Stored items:

========================================================================

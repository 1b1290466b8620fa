//! Configuration types mapping to the TOML schema.
//!
//! ```toml
//! [storage]
//! base_dir = "project"
//! flows_dir = "flows"
//! nodes_dir = "nodes"
//!
//! [cache]
//! max_flows = 256
//! max_nodes = 4096
//!
//! [logging]
//! filter = "info"
//! directory = "logs"   # optional JSON log output
//! ```

use std::path::PathBuf;

use serde::{Deserialize, Serialize};

/// Root configuration structure.
///
/// Every section is optional so that partial files can be layered; a
/// section present in a later layer replaces the earlier one wholesale.
#[derive(Debug, Clone, Default, PartialEq, Serialize, Deserialize)]
#[serde(default)]
pub struct VizflowConfig {
    pub storage: Option<StorageConfig>,
    pub cache: Option<CacheConfig>,
    pub logging: Option<LoggingConfig>,
}

impl VizflowConfig {
    pub fn new() -> Self {
        Self::default()
    }

    pub fn from_toml(toml_str: &str) -> crate::Result<Self> {
        Ok(toml::from_str(toml_str)?)
    }

    pub fn to_toml(&self) -> crate::Result<String> {
        Ok(toml::to_string_pretty(self)?)
    }

    /// Merge another config on top of this one (other takes priority).
    pub fn merge(&mut self, other: VizflowConfig) {
        if other.storage.is_some() {
            self.storage = other.storage;
        }
        if other.cache.is_some() {
            self.cache = other.cache;
        }
        if other.logging.is_some() {
            self.logging = other.logging;
        }
    }

    /// Storage settings, defaulted when the section is absent.
    pub fn storage(&self) -> StorageConfig {
        self.storage.clone().unwrap_or_default()
    }

    pub fn cache(&self) -> CacheConfig {
        self.cache.clone().unwrap_or_default()
    }

    pub fn logging(&self) -> LoggingConfig {
        self.logging.clone().unwrap_or_default()
    }
}

/// Where records are stored.
#[derive(Debug, Clone, PartialEq, Eq, Serialize, Deserialize)]
#[serde(default)]
pub struct StorageConfig {
    /// Project directory; relative paths resolve against the working
    /// directory.
    pub base_dir: PathBuf,
    /// Flow tree, relative to `base_dir`.
    pub flows_dir: String,
    /// Node tree, relative to `base_dir`.
    pub nodes_dir: String,
}

impl Default for StorageConfig {
    fn default() -> Self {
        Self {
            base_dir: PathBuf::from("project"),
            flows_dir: "flows".to_string(),
            nodes_dir: "nodes".to_string(),
        }
    }
}

/// Capacities of the in-memory record caches.
#[derive(Debug, Clone, PartialEq, Eq, Serialize, Deserialize)]
#[serde(default)]
pub struct CacheConfig {
    pub max_flows: usize,
    pub max_nodes: usize,
}

impl Default for CacheConfig {
    fn default() -> Self {
        Self {
            max_flows: 256,
            max_nodes: 4096,
        }
    }
}

#[derive(Debug, Clone, PartialEq, Eq, Serialize, Deserialize)]
#[serde(default)]
pub struct LoggingConfig {
    /// `EnvFilter` directive used when `RUST_LOG` is unset.
    pub filter: String,
    /// Directory for daily JSON log files. Disabled when unset.
    pub directory: Option<PathBuf>,
}

impl Default for LoggingConfig {
    fn default() -> Self {
        Self {
            filter: "info".to_string(),
            directory: None,
        }
    }
}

========================================================================

### PROBLEM DETAILS
Reproduce exactly, and only, the lines from the start of the entries through the one that contains "earlier one wholesale.".

### ANSWER
repository 1b1290466b8620fa
//! Configuration types mapping to the TOML schema.
//!
//! ```toml
//! [storage]
//! base_dir = "project"
//! flows_dir = "flows"
//! nodes_dir = "nodes"
//!
//! [cache]
//! max_flows = 256
//! max_nodes = 4096
//!
//! [logging]
//! filter = "info"
//! directory = "logs"   # optional JSON log output
//! ```

use std::path::PathBuf;

use serde::{Deserialize, Serialize};

/// Root configuration structure.
///
/// Every section is optional so that partial files can be layered; a
/// section present in a later layer replaces the earlier one wholesale.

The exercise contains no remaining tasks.